BEGIN

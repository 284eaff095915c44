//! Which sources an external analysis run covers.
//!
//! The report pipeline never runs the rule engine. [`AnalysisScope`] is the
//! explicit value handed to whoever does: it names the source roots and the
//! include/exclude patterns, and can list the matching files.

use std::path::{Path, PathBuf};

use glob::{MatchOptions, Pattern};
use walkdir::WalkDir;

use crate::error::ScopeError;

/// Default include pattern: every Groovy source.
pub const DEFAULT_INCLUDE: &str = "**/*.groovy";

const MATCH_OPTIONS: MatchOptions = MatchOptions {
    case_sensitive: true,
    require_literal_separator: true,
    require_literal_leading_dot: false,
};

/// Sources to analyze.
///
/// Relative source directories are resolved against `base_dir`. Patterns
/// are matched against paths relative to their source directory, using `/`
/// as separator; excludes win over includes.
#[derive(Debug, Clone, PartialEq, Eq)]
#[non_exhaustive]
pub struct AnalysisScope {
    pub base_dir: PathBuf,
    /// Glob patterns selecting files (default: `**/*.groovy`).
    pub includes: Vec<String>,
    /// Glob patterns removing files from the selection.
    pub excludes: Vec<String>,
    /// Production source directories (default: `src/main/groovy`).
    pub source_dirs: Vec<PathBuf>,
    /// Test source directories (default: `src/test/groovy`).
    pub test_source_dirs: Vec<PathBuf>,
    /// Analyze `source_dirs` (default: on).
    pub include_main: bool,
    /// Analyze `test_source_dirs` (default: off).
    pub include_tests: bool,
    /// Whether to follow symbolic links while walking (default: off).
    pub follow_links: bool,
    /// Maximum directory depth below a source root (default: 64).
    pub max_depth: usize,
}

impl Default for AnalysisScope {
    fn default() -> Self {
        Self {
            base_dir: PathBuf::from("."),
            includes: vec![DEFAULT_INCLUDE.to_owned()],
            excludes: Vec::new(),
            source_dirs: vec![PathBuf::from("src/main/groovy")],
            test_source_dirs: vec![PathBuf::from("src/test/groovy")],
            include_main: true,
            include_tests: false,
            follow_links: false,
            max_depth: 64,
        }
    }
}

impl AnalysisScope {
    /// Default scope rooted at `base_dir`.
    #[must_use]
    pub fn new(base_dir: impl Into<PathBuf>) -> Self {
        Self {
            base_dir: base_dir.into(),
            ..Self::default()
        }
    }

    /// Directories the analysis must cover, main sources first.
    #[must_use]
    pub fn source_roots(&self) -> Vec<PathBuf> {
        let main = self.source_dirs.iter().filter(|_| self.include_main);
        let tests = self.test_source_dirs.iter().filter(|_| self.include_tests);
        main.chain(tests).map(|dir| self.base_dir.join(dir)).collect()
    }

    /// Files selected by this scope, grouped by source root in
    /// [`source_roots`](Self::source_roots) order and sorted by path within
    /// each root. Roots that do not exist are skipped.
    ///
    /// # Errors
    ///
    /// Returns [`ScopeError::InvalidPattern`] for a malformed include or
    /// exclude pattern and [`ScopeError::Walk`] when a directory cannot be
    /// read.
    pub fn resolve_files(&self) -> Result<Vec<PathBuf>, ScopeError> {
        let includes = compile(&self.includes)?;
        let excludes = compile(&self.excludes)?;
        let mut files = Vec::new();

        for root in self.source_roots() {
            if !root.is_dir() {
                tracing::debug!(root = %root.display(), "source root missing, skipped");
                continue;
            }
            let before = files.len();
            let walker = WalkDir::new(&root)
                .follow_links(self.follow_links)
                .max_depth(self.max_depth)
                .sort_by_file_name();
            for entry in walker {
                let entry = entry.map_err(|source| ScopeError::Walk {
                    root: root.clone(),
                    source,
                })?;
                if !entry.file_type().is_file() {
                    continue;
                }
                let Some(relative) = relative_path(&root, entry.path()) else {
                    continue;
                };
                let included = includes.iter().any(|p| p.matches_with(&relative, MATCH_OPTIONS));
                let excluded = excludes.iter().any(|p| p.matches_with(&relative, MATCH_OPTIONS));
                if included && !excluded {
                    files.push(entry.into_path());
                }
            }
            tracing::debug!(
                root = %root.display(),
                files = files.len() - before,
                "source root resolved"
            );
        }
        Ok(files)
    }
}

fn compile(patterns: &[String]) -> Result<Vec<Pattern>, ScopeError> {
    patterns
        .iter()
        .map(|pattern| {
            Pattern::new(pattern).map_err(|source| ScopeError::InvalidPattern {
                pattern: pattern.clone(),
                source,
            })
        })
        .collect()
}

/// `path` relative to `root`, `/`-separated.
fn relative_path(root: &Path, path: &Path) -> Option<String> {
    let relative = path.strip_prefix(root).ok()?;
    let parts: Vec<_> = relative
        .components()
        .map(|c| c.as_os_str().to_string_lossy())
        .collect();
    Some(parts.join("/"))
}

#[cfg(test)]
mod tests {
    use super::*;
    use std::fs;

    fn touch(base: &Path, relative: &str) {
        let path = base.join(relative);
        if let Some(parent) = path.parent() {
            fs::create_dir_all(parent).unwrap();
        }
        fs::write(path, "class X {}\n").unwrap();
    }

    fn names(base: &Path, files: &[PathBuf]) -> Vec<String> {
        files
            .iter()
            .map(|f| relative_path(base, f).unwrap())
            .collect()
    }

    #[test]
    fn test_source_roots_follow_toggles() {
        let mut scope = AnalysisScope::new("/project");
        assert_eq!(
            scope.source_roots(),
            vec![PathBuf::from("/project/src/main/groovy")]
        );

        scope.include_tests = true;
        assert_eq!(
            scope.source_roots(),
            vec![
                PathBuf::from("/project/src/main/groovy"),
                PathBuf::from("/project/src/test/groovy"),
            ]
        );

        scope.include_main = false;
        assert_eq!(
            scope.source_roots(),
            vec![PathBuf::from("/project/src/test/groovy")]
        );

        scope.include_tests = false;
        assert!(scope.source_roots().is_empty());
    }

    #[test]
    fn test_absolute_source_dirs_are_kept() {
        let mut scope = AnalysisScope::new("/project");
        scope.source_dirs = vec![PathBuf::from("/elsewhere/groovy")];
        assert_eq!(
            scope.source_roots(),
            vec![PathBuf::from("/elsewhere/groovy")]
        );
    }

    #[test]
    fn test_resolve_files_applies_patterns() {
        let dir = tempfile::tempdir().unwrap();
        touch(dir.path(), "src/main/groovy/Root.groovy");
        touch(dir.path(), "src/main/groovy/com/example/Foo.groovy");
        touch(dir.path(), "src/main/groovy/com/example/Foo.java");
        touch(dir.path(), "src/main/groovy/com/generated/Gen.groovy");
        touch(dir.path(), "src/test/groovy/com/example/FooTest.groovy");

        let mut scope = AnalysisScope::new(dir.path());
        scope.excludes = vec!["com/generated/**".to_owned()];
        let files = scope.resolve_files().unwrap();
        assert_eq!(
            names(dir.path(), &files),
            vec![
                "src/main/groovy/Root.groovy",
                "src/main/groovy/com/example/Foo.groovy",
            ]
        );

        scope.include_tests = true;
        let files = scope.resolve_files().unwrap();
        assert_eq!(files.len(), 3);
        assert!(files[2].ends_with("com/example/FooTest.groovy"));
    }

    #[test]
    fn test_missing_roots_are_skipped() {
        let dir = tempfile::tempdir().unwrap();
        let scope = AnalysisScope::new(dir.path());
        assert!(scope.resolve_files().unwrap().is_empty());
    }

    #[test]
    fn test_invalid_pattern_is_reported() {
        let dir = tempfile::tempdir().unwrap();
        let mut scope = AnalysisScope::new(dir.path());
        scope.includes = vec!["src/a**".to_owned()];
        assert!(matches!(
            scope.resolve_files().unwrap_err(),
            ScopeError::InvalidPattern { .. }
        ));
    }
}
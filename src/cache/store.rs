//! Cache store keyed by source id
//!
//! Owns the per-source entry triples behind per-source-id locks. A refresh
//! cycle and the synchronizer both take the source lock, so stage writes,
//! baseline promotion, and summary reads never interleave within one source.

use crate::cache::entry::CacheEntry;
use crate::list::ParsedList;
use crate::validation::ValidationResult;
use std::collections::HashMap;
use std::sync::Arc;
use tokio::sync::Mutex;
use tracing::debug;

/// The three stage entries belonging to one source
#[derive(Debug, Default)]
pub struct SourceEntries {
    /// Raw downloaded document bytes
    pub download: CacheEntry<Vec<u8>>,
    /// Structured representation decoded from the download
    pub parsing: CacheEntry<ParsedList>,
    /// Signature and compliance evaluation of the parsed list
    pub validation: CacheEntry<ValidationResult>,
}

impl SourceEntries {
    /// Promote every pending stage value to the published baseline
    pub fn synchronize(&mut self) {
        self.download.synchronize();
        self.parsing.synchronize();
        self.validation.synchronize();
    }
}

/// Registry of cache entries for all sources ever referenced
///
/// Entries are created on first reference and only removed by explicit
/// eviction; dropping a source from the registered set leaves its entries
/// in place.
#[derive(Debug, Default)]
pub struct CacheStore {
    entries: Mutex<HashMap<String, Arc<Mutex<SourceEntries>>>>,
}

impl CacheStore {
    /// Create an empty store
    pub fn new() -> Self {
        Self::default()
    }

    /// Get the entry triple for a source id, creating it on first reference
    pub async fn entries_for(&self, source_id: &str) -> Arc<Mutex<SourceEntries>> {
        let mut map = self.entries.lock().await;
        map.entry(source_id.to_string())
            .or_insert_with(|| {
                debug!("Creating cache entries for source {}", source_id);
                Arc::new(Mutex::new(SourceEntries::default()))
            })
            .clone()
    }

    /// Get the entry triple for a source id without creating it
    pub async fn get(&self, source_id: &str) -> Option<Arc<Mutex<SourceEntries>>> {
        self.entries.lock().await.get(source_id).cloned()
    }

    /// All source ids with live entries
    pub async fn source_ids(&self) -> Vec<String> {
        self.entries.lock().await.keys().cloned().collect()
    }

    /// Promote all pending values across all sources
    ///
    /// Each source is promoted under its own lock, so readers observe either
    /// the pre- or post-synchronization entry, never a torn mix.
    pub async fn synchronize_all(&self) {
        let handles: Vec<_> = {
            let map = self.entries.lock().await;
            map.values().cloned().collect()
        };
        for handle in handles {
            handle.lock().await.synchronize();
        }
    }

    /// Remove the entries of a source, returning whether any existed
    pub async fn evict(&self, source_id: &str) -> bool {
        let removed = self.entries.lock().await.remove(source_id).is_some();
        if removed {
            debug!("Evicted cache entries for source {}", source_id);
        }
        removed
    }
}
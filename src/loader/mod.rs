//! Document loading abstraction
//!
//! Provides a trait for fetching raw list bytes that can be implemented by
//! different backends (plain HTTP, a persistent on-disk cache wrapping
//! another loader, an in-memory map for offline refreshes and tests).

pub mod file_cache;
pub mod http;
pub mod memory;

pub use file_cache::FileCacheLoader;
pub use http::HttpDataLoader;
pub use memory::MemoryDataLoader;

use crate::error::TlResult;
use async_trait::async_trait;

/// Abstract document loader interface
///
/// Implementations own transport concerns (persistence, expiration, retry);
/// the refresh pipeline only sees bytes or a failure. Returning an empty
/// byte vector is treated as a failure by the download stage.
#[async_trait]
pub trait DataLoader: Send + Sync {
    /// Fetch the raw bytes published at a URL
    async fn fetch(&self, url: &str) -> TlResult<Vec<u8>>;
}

END

#### EXERCISE:
Among the records, find the lines that contain "parsing" and copy each of them.

#### OUTPUT:
    pub parsing: CacheEntry<ParsedList>,
        self.parsing.synchronize();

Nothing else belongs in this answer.